Machine learning-based predictive model for severe pneumonia in children
10.3760/cma.j.cn112150-20250126-00076
- VernacularTitle:基于机器学习的儿童重症肺炎预警模型的研究
- Author:
Qing DU
1
;
Mingzhao HUANG
;
Ying LI
;
Kai CHEN
;
Lianting HU
;
Chao XIONG
;
Xiaoxia LU
Author Information
1. 华中科技大学同济医学院附属武汉儿童医院呼吸内科,武汉 430016
- Publication Type:Journal Article
- Keywords:
Severe pneumonia;
Machine learning;
Predictive modeling
- From:
Chinese Journal of Preventive Medicine
2025;59(10):1716-1724
- CountryChina
- Language:Chinese
-
Abstract:
Objective:To develop and validate a clinical warning model for severe pediatric community-acquired pneumonia (CAP) using electronic health records.Methods:A retrospective cohort study was conducted, analyzing clinical data of 15 750 children hospitalized for CAP at Wuhan Children′s Hospital between January 1, 2019, and December 31, 2023. Patient data were randomly split into training and testing sets at a 7∶3 ratio. Six supervised machine learning models were constructed in the training set, optimized using five-fold cross-validation, and evaluated in the testing set. Model performance was assessed using ROC-AUC, sensitivity, specificity, positive predictive value, negative predictive value, calibration curves, and clinical decision curve analysis at optimal thresholds.
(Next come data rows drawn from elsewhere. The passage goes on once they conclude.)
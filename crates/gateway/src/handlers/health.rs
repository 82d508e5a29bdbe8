//! Health check handlers

use crate::AppState;
use axum::{extract::State, Json};
use serde::Serialize;

#[derive(Serialize)]
pub struct HealthResponse {
    pub status: String,
    pub version: String,
}

#[derive(Serialize)]
pub struct ReadyResponse {
    pub status: String,
    pub checks: HealthChecks,
}

#[derive(Serialize)]
pub struct HealthChecks {
    pub database: CheckResult,
}

#[derive(Serialize)]
pub struct CheckResult {
    pub status: String,
    #[serde(skip_serializing_if = "Option::is_none")]
    pub latency_ms: Option<u64>,
    #[serde(skip_serializing_if = "Option::is_none")]
    pub error: Option<String>,
}

/// Liveness probe - always returns healthy if server is running
pub async fn health() -> Json<HealthResponse> {
    Json(HealthResponse {
        status: "healthy".to_string(),
        version: calctree_common::VERSION.to_string(),
    })
}

/// Readiness probe - checks the database
pub async fn ready(State(state): State<AppState>) -> Json<ReadyResponse> {
    let start = std::time::Instant::now();

    let db_check = match state.db.ping().await {
        Ok(_) => CheckResult {
            status: "up".to_string(),
            latency_ms: Some(start.elapsed().as_millis() as u64),
            error: None,
        },
        Err(e) => CheckResult {
            status: "down".to_string(),
            latency_ms: None,
            error: Some(e.to_string()),
        },
    };

    let all_healthy = db_check.status == "up";

    Json(ReadyResponse {
        status: if all_healthy { "ready" } else { "not_ready" }.to_string(),
        checks: HealthChecks { database: db_check },
    })
}
//! CalcTree API Gateway
//!
//! The entry point for all external API requests.
//! Handles:
//! - Accounts (registration, login, password reset)
//! - The calculation-tree API
//! - Request routing and observability (logging, metrics, tracing)

mod handlers;
mod middleware;

use anyhow::Context;
use axum::{
    routing::{get, post},
    Router,
};
use calctree_common::{
    auth::JwtManager, config::AppConfig, db::DbPool, metrics, CalculationService, Repository,
};
use metrics_exporter_prometheus::PrometheusBuilder;
use std::net::SocketAddr;
use std::sync::Arc;
use tokio::signal;
use tower_http::{
    cors::{Any, CorsLayer},
    request_id::{MakeRequestUuid, PropagateRequestIdLayer, SetRequestIdLayer},
    timeout::TimeoutLayer,
    trace::TraceLayer,
};
use tracing::info;
use tracing_subscriber::EnvFilter;

/// Application state shared across handlers
#[derive(Clone)]
pub struct AppState {
    pub config: Arc<AppConfig>,
    pub db: DbPool,
    pub repo: Repository,
    pub jwt: Arc<JwtManager>,
    pub calc: CalculationService,
}

#[tokio::main]
async fn main() -> anyhow::Result<()> {
    // Load environment variables
    dotenvy::dotenv().ok();

    // Load configuration
    let config = AppConfig::load().context("Failed to load configuration")?;
    let config = Arc::new(config);

    init_tracing(&config);

    info!("Starting CalcTree API Gateway v{}", calctree_common::VERSION);

    // Initialize metrics
    metrics::register_metrics();
    if config.observability.metrics_port != 0 {
        PrometheusBuilder::new()
            .with_http_listener(([0, 0, 0, 0], config.observability.metrics_port))
            .install()
            .context("Failed to install Prometheus exporter")?;
        info!(port = config.observability.metrics_port, "Metrics exporter listening");
    }

    // Tokens are unverifiable without a secret, so refuse to start without one
    let jwt_secret = config
        .auth
        .jwt_secret
        .as_deref()
        .context("auth.jwt_secret must be configured")?;
    let jwt = Arc::new(JwtManager::new(jwt_secret, config.auth.jwt_expiration_secs));

    // Initialize database connection and schema
    let db = DbPool::new(&config.database).await?;
    db.init_schema().await?;

    let repo = Repository::new(db.clone());

    // Create app state
    let state = AppState {
        config: config.clone(),
        db,
        repo: repo.clone(),
        jwt,
        calc: CalculationService::new(repo),
    };

    // Build the router
    let app = create_router(state);

    // Start the server
    let addr = SocketAddr::new(config.server.host.parse()?, config.server.port);
    info!("Listening on {}", addr);

    let listener = tokio::net::TcpListener::bind(addr).await?;

    axum::serve(listener, app)
        .with_graceful_shutdown(shutdown_signal())
        .await?;

    info!("Server shutdown complete");
    Ok(())
}

fn init_tracing(config: &AppConfig) {
    let filter = EnvFilter::try_from_default_env()
        .unwrap_or_else(|_| EnvFilter::new(&config.observability.log_level));

    let builder = tracing_subscriber::fmt()
        .with_env_filter(filter)
        .with_target(true);

    if config.observability.json_logging {
        builder.json().init();
    } else {
        builder.init();
    }
}

/// Create the main application router
fn create_router(state: AppState) -> Router {
    // CORS configuration
    let cors = CorsLayer::new()
        .allow_origin(Any)
        .allow_methods(Any)
        .allow_headers(Any);

    // Request ID propagation
    let request_id = SetRequestIdLayer::x_request_id(MakeRequestUuid);
    let propagate_id = PropagateRequestIdLayer::x_request_id();

    let api_routes = Router::new()
        // Account endpoints (no auth)
        .route("/auth/register", post(handlers::auth::register))
        .route("/auth/login", post(handlers::auth::login))
        .route(
            "/auth/password-reset",
            post(handlers::auth::request_password_reset),
        )
        .route(
            "/auth/password-confirm",
            post(handlers::auth::confirm_password_reset),
        )
        // Calculation endpoints (reads public, writes authenticated)
        .route(
            "/calculations",
            get(handlers::calculations::get_calculations)
                .post(handlers::calculations::create_starting_number),
        )
        .route(
            "/calculations/{id}/reply",
            post(handlers::calculations::add_operation),
        );

    // Compose the app
    Router::new()
        // Health endpoints (no auth)
        .route("/health", get(handlers::health::health))
        .route("/ready", get(handlers::health::ready))
        .nest("/api", api_routes)
        .layer(TraceLayer::new_for_http())
        .layer(TimeoutLayer::new(state.config.request_timeout()))
        .layer(cors)
        .layer(request_id)
        .layer(propagate_id)
        .with_state(state)
}

/// Graceful shutdown signal handler
async fn shutdown_signal() {
    let ctrl_c = async {
        signal::ctrl_c()
            .await
            .expect("failed to install Ctrl+C handler");
    };

    #[cfg(unix)]
    let terminate = async {
        signal::unix::signal(signal::unix::SignalKind::terminate())
            .expect("failed to install signal handler")
            .recv()
            .await;
    };

    #[cfg(not(unix))]
    let terminate = std::future::pending::<()>();

    tokio::select! {
        _ = ctrl_c => info!("Received Ctrl+C, starting shutdown..."),
        _ = terminate => info!("Received SIGTERM, starting shutdown..."),
    }
}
The best-performing model was selected, and SHapley Additive exPlanations (SHAP) were used to interpret feature importance. A program interface was developed based on the model results, enabling integration into clinical decision support systems for automated early warning.Results:A total of 15 750 participants, ranging in age from 28 days to 18 years, were included in the study. The median age was 2 years [interquartile range (IQR): 0-4 years], with 9 555 males (60.67%) and 6 195 females (39.33%). Among them, 2 211 (14.04%) developed severe pneumonia. In the prediction models, XGB outperformed other models with an ROC-AUC of 0.884 (95% CI: 0.870-0.898), sensitivity (0.803, 95% CI: 0.772-0.832), specificity (0.828, 95% CI: 0.816-0.839). Calibration analysis showed strong agreement between predicted and observed risks (Brier score: 0.081, 95% CI: 0.075-0.086). The analysis based on the SHAP method revealed that respiratory rate, heart rate, T-lymphocyte subsets, and red blood cell volume distribution width-SD are predictive factors for severe progression of community-acquired pneumonia (CAP) in children. Conclusion:An interpretable machine learning model was developed for the early detection and personalized treatment planning of severe CAP in children, providing valuable support to clinicians.